[SUPPLIED DATA Boundary: Start]

//! Diagnostic status endpoint.

use axum::extract::State;
use axum::Json;
use chrono::{DateTime, Utc};
use serde::Serialize;
use tokio::sync::oneshot;

use crate::state::AppState;

/// One attendee as reported by `/__meetingstatus`.
#[derive(Debug, Clone, Serialize)]
pub struct MemberStatus {
    pub uid: i32,
    pub name: String,
    pub admin: bool,
    pub remote: String,
}

/// One live meeting as reported by `/__meetingstatus`. Both member lists
/// serialize as `[]` when empty, never as null.
#[derive(Debug, Clone, Serialize)]
pub struct MeetingStatus {
    pub id: i32,
    pub state: String,
    pub members: Vec<MemberStatus>,
    #[serde(rename = "disconnectedmembers")]
    pub disconnected_members: Vec<MemberStatus>,
}

#[derive(Debug, Serialize)]
struct RuntimeStatus {
    cpus: usize,
    version: &'static str,
    pid: u32,
}

#[derive(Debug, Serialize)]
pub struct ServerStatus {
    upsince: DateTime<Utc>,
    timestamp: DateTime<Utc>,
    runtime: RuntimeStatus,
    meetings: Vec<MeetingStatus>,
}

/// GET /__meetingstatus
///
/// Snapshot of every live meeting, gathered by asking each driver over
/// its status channel.
pub async fn meeting_status(State(state): State<AppState>) -> Json<ServerStatus> {
    let mut meetings = Vec::new();
    for handle in state.registry.live_meetings().await {
        let (reply_tx, reply_rx) = oneshot::channel();
        // A driver that stopped between the snapshot and the query just
        // drops out of the report.
        if handle.status.send(reply_tx).await.is_err() {
            continue;
        }
        if let Ok(status) = reply_rx.await {
            meetings.push(status);
        }
    }

    Json(ServerStatus {
        upsince: state.started_at,
        timestamp: Utc::now(),
        runtime: RuntimeStatus {
            cpus: std::thread::available_parallelism()
                .map(|n| n.get())
                .unwrap_or(1),
            version: env!("CARGO_PKG_VERSION"),
            pid: std::process::id(),
        },
        meetings,
    })
}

[SUPPLIED DATA Boundary: End]

◆ WHAT TO WORK ON
Find the number of lines in the material above that contain the word "axum"; write that number and nothing else.

◆ EXPECTED ANSWER
2